This is the art. |
This is the film. |
I am so proud of the seminar I gave this week in my Avante-Garde and Experimental Film class, that I need to post it. It may be helpful to actually watch the silent film here: http://vimeo.com/7733425. See the footnotes for more details.
My learned colleague has been so kind as to
give the pedigree of Marcel Duchamp and for purposes of brevity will agree that
she is correct. Instead, we differ on the issue of belonging. In which school
and style this film fits may be up for debate and it is this subject that
concerns my seminar today. Where my colleague argues that this is a Dadaist
film, I argue that it is a Surrealist film for the following reasons. First
that it sits squarely with in the Surrealist movement, and second, supported by
Marcel Duchamp’s other piece of art "The Large Glass", it deals with
Surrealist subject matter by provoking the viewers unconscious sexual desires through
words and movement and rhythm.
Anémic-Cinéma was created by Man Ray and Marcel Duchamp
between 1924 and 1926, released in August 1926 at a private screening in Paris . This was the final
work of other versions made in 1920 and 1923. In total, it took six years to
create 7 minutes of film. Before and during this same time, beginning in 1913
to 1923 Marcel Duchamp had also been working on his sculpture "The Bride
Stripped Bare by Her Bachelors, Even" piece, known as The Great (or Large)
Glass. Let me take a moment to advise that I translate the title differently:
The word meme is better translated in
this context as “..., Themselves”, meaning The Bride is not helping them in
their endeavor, not engaged in the act, or even not present and they are doing
it [stripping her] in their heads.
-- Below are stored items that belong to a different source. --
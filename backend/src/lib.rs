pub mod catalog;
pub mod config;
pub mod model;
pub mod pipeline;
pub mod preprocess;
pub mod progression;
pub mod quality;
pub mod ranking;
pub mod records;
pub mod stats;

pub use catalog::CategoryCatalog;
pub use config::SorterConfig;
pub use model::{ClassifierModel, Model, ModelSource};
pub use pipeline::{PipelineError, ScanOutcome, ScanPipeline};
pub use progression::{EcoEvent, EcoProgressionEngine};
pub use quality::ImageQualityAnalyzer;
pub use ranking::ClassificationRanker;
pub use records::{ScanLocation, ScanRecord};
use shared::UserProgress;

use super::ProgressionError;
use super::engine::{EcoEvent, EcoProgressionEngine};

/// Turns a user's verdict on a scan into a progress update.
pub struct FeedbackLedger<'a> {
    engine: &'a EcoProgressionEngine,
}

impl<'a> FeedbackLedger<'a> {
    pub fn new(engine: &'a EcoProgressionEngine) -> Self {
        Self { engine }
    }

    /// A confirmation counts as a correct sort. A rejection earns nothing
    /// and leaves the counters alone.
    pub fn apply(
        &self,
        progress: &UserProgress,
        confirmed: bool,
    ) -> Result<(UserProgress, u64), ProgressionError> {
        if confirmed {
            self.engine.award(progress, &EcoEvent::CorrectSort)
        } else {
            log::debug!("Scan rejected by user; no points awarded");
            Ok((self.engine.recompute_level(progress), 0))
        }
    }
}

#[cfg(test)]
mod tests {
    use super::*;
    use crate::config::SorterConfig;

    fn engine() -> EcoProgressionEngine {
        EcoProgressionEngine::from_config(&SorterConfig::default()).unwrap()
    }

    #[test]
    fn confirmation_awards_correct_sort() {
        let engine = engine();
        let ledger = FeedbackLedger::new(&engine);
        let mut before = engine.starting_progress();
        before.eco_points = 490;
        before.total_scans = 5;

        let (after, delta) = ledger.apply(&before, true).unwrap();
        assert_eq!(delta, 25);
        assert_eq!(after.correct_sorts, 1);
        assert_eq!(after.total_scans, 5);
        assert_eq!(after.eco_level, "Eco Enthusiast");
    }

    #[test]
    fn rejection_earns_nothing() {
        let engine = engine();
        let ledger = FeedbackLedger::new(&engine);
        let mut before = engine.starting_progress();
        before.eco_points = 40;
        before.total_scans = 4;

        let (after, delta) = ledger.apply(&before, false).unwrap();
        assert_eq!(delta, 0);
        assert_eq!(after, before);
    }
}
The Large Glass is two panes of glass with materials such as lead foil, fuse wire, and
dust held together with two wood frames, one atop the other. In his notes from
1934 The Green Box (eight years later),
he describes this as a "hilarious picture" intended to depict the
erotic encounter between the "Bride," in the upper panel, and her
nine bachelors, known as "The Bachelor Machine" gathered timidly
below[1].
The Bride in the act of being stripped is essentially a nude, or an
"anti-machine", and balanced below is her opposite: the bachelor
machine. This is a juxtaposition, a yin and yang effect, which remains balanced
as long as the two sides remain in their respective fields. Katrina Martin
writes in her essay Marcel Duchamp's
Anemic-Cinema, "He portrays sexuality rather as onanism for two, each
partner trying to satisfy his/her cravings..."[2]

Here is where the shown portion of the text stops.